Look through the records and copy each line with the string "write" in it.

_DATA FOR REVIEW:_
=== Begin Enclosure ===

//! Primary local store.
//!
//! The canonical source of truth during normal operation. One JSON document
//! per logical key (`app-state.json`, `settings.json`) written through the
//! atomic file primitive, audio payloads as individual files next to a JSON
//! sidecar index, and the per-entity records of the legacy generations kept
//! readable for migration.
//!
//! Directory structure:
//! ```text
//! base_dir/
//! ├── app-state.json
//! ├── settings.json
//! ├── themes.json          (legacy, read-only)
//! ├── subtopics.json       (legacy, read-only)
//! ├── audio-index.json     (legacy, read-only)
//! └── audio/
//!     ├── index.json
//!     └── {eraId}-{subtopicId}-{propIndex}-{audioIndex}.bin
//! ```

use crate::paths::RepasoPaths;
use crate::storage::AtomicJsonFile;
use async_trait::async_trait;
use repaso_core::error::{RepasoError, Result};
use repaso_core::settings::Settings;
use repaso_core::state::AppState;
use repaso_core::store::{AudioAsset, StateStore};
use serde::{Deserialize, Serialize};
use serde_json::Value;
use std::path::{Path, PathBuf};
use std::sync::Arc;
use tokio::fs;

/// One row of the audio sidecar index.
#[derive(Debug, Clone, PartialEq, Serialize, Deserialize)]
#[serde(rename_all = "camelCase")]
struct AudioIndexEntry {
    era_id: String,
    subtopic_id: String,
    proposition_index: usize,
    audio_index: usize,
    mime_type: String,
    recorded_at: String,
    file_name: String,
}

pub struct PrimaryStore {
    base_dir: PathBuf,
    audio_dir: PathBuf,
    state_file: Arc<AtomicJsonFile<AppState>>,
    settings_file: Arc<AtomicJsonFile<Settings>>,
    audio_index: Arc<AtomicJsonFile<Vec<AudioIndexEntry>>>,
}

impl PrimaryStore {
    /// Creates a PrimaryStore at the default platform data directory.
    pub async fn default_location() -> Result<Self> {
        let base_dir = RepasoPaths::data_dir()
            .map_err(|e| RepasoError::config(format!("Failed to get data directory: {}", e)))?;
        Self::new(base_dir).await
    }

    /// Creates a new PrimaryStore rooted at `base_dir`.
    ///
    /// # Errors
    ///
    /// Returns an error if the directory structure cannot be created.
    pub async fn new(base_dir: impl AsRef<Path>) -> Result<Self> {
        let base_dir = base_dir.as_ref().to_path_buf();
        let audio_dir = base_dir.join("audio");
        fs::create_dir_all(&audio_dir).await?;

        Ok(Self {
            state_file: Arc::new(AtomicJsonFile::new(base_dir.join("app-state.json"))),
            settings_file: Arc::new(AtomicJsonFile::new(base_dir.join("settings.json"))),
            audio_index: Arc::new(AtomicJsonFile::new(audio_dir.join("index.json"))),
            base_dir,
            audio_dir,
        })
    }

    /// Runs a blocking atomic-file operation off the async executor.
    async fn run_blocking<T, F>(f: F) -> Result<T>
    where
        T: Send + 'static,
        F: FnOnce() -> Result<T> + Send + 'static,
    {
        tokio::task::spawn_blocking(f)
            .await
            .map_err(|e| RepasoError::internal(format!("Failed to join task: {}", e)))?
    }

    fn payload_path(&self, entry: &AudioIndexEntry) -> PathBuf {
        self.audio_dir.join(&entry.file_name)
    }
}

#[async_trait]
impl StateStore for PrimaryStore {
    fn name(&self) -> &'static str {
        "primary"
    }

    async fn load_state(&self) -> Result<Option<AppState>> {
        let file = self.state_file.clone();
        Self::run_blocking(move || file.load()).await
    }

    async fn save_state(&self, state: &AppState) -> Result<()> {
        let file = self.state_file.clone();
        let state = state.clone();
        Self::run_blocking(move || file.save(&state)).await
    }

    async fn load_settings(&self) -> Result<Option<Settings>> {
        let file = self.settings_file.clone();
        Self::run_blocking(move || file.load()).await
    }

    async fn save_settings(&self, settings: &Settings) -> Result<()> {
        let file = self.settings_file.clone();
        let settings = settings.clone();
        Self::run_blocking(move || file.save(&settings)).await
    }

    async fn load_audio(&self, subtopic_id: Option<&str>) -> Result<Vec<AudioAsset>> {
        let index = {
            let file = self.audio_index.clone();
            Self::run_blocking(move || file.load()).await?.unwrap_or_default()
        };

        let mut assets = Vec::new();
        for entry in index {
            if let Some(wanted) = subtopic_id {
                if entry.subtopic_id != wanted {
                    continue;
                }
            }
            match fs::read(self.payload_path(&entry)).await {
                Ok(data) => assets.push(AudioAsset {
                    era_id: entry.era_id,
                    subtopic_id: entry.subtopic_id,
                    proposition_index: entry.proposition_index,
                    audio_index: entry.audio_index,
                    mime_type: entry.mime_type,
                    recorded_at: entry.recorded_at,
                    data,
                }),
                Err(e) => {
                    // An indexed payload that went missing is logged and
                    // skipped; the remaining takes still load.
                    tracing::warn!(file = %entry.file_name, "audio payload unreadable: {}", e);
                }
            }
        }
        assets.sort_by(|a, b| {
            (&a.subtopic_id, a.proposition_index, a.audio_index)
                .cmp(&(&b.subtopic_id, b.proposition_index, b.audio_index))
        });
        Ok(assets)
    }

    async fn save_audio(&self, asset: &AudioAsset) -> Result<()> {
        let file_name = format!("{}.bin", asset.composite_key());
        fs::write(self.audio_dir.join(&file_name), &asset.data).await?;

        let entry = AudioIndexEntry {
            era_id: asset.era_id.clone(),
            subtopic_id: asset.subtopic_id.clone(),
            proposition_index: asset.proposition_index,
            audio_index: asset.audio_index,
            mime_type: asset.mime_type.clone(),
            recorded_at: asset.recorded_at.clone(),
            file_name,
        };
        let index = self.audio_index.clone();
        Self::run_blocking(move || {
            index.update(Vec::new(), |entries| {
                // Re-saving the same composite key replaces the row.
                entries.retain(|e| e.file_name != entry.file_name);
                entries.push(entry);
                Ok(())
            })
        })
        .await
    }

    async fn clear_all(&self) -> Result<()> {
        let state_file = self.state_file.clone();
        let settings_file = self.settings_file.clone();
        Self::run_blocking(move || {
            state_file.remove()?;
            settings_file.remove()
        })
        .await?;

        if fs::try_exists(&self.audio_dir).await? {
            fs::remove_dir_all(&self.audio_dir).await?;
        }
        fs::create_dir_all(&self.audio_dir).await?;

        // Legacy records go too: clearing means clearing every generation.
        for key in ["themes", "subtopics", "audio-index"] {
            let path = self.base_dir.join(format!("{}.json", key));
            if fs::try_exists(&path).await? {
                fs::remove_file(&path).await?;
            }
        }
        Ok(())
    }

    async fn load_raw(&self, key: &str) -> Result<Option<Value>> {
        let path = self.base_dir.join(format!("{}.json", key));
        match fs::read_to_string(&path).await {
            Ok(content) => {
                if content.trim().is_empty() {
                    return Ok(None);
                }
                Ok(Some(serde_json::from_str(&content)?))
            }
            Err(e) if e.kind() == std::io::ErrorKind::NotFound => Ok(None),
            Err(e) => Err(e.into()),
        }
    }
}

#[cfg(test)]
mod tests {
    use super::*;
    use serde_json::json;
    use tempfile::TempDir;

    fn asset(subtopic: &str, prop: usize, idx: usize) -> AudioAsset {
        AudioAsset {
            era_id: "era-1".to_string(),
            subtopic_id: subtopic.to_string(),
            proposition_index: prop,
            audio_index: idx,
            mime_type: "audio/webm".to_string(),
            recorded_at: "2024-01-01T00:00:00Z".to_string(),
            data: vec![1, 2, 3, prop as u8, idx as u8],
        }
    }

    #[tokio::test]
    async fn test_state_roundtrip() {
        let temp_dir = TempDir::new().unwrap();
        let store = PrimaryStore::new(temp_dir.path()).await.unwrap();

        assert!(store.load_state().await.unwrap().is_none());

        let state = AppState::bootstrap();
        store.save_state(&state).await.unwrap();
        assert_eq!(store.load_state().await.unwrap().unwrap(), state);
    }

    #[tokio::test]
    async fn test_settings_roundtrip() {
        let temp_dir = TempDir::new().unwrap();
        let store = PrimaryStore::new(temp_dir.path()).await.unwrap();

        let settings = Settings {
            model_id: Some("gemini-2.5-flash".to_string()),
            prompt_template: None,
            mirror_enabled: true,
        };
        store.save_settings(&settings).await.unwrap();
        assert_eq!(store.load_settings().await.unwrap().unwrap(), settings);
    }

    #[tokio::test]
    async fn test_audio_roundtrip_and_filter() {
        let temp_dir = TempDir::new().unwrap();
        let store = PrimaryStore::new(temp_dir.path()).await.unwrap();

        store.save_audio(&asset("sub-1", 0, 0)).await.unwrap();
        store.save_audio(&asset("sub-1", 0, 1)).await.unwrap();
        store.save_audio(&asset("sub-2", 1, 0)).await.unwrap();

        let all = store.load_audio(None).await.unwrap();
        assert_eq!(all.len(), 3);

        let filtered = store.load_audio(Some("sub-1")).await.unwrap();
        assert_eq!(filtered.len(), 2);
        // Ordered: "latest" is last per proposition
        assert_eq!(filtered[0].audio_index, 0);
        assert_eq!(filtered[1].audio_index, 1);
        assert_eq!(filtered[1].data, vec![1, 2, 3, 0, 1]);
    }

    #[tokio::test]
    async fn test_save_audio_is_idempotent_per_key() {
        let temp_dir = TempDir::new().unwrap();
        let store = PrimaryStore::new(temp_dir.path()).await.unwrap();

        store.save_audio(&asset("sub-1", 0, 0)).await.unwrap();
        let mut replacement = asset("sub-1", 0, 0);
        replacement.data = vec![9, 9];
        store.save_audio(&replacement).await.unwrap();

        let assets = store.load_audio(Some("sub-1")).await.unwrap();
        assert_eq!(assets.len(), 1);
        assert_eq!(assets[0].data, vec![9, 9]);
    }

    #[tokio::test]
    async fn test_load_raw_reads_legacy_records() {
        let temp_dir = TempDir::new().unwrap();
        let store = PrimaryStore::new(temp_dir.path()).await.unwrap();

        assert!(store.load_raw("themes").await.unwrap().is_none());

        let legacy = json!([{"name": "Geometría", "subtopics": []}]);
        std::fs::write(
            temp_dir.path().join("themes.json"),
            serde_json::to_string(&legacy).unwrap(),
        )
        .unwrap();
        assert_eq!(store.load_raw("themes").await.unwrap().unwrap(), legacy);
    }

    #[tokio::test]
    async fn test_clear_all() {
        let temp_dir = TempDir::new().unwrap();
        let store = PrimaryStore::new(temp_dir.path()).await.unwrap();

        store.save_state(&AppState::bootstrap()).await.unwrap();
        store.save_audio(&asset("sub-1", 0, 0)).await.unwrap();
        std::fs::write(temp_dir.path().join("themes.json"), "[]").unwrap();

        store.clear_all().await.unwrap();

        assert!(store.load_state().await.unwrap().is_none());
        assert!(store.load_audio(None).await.unwrap().is_empty());
        assert!(store.load_raw("themes").await.unwrap().is_none());
    }
}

=== End Enclosure ===

_SOLVED PROBLEM:_
        fs::write(self.audio_dir.join(&file_name), &asset.data).await?;
        std::fs::write(
        std::fs::write(temp_dir.path().join("themes.json"), "[]").unwrap();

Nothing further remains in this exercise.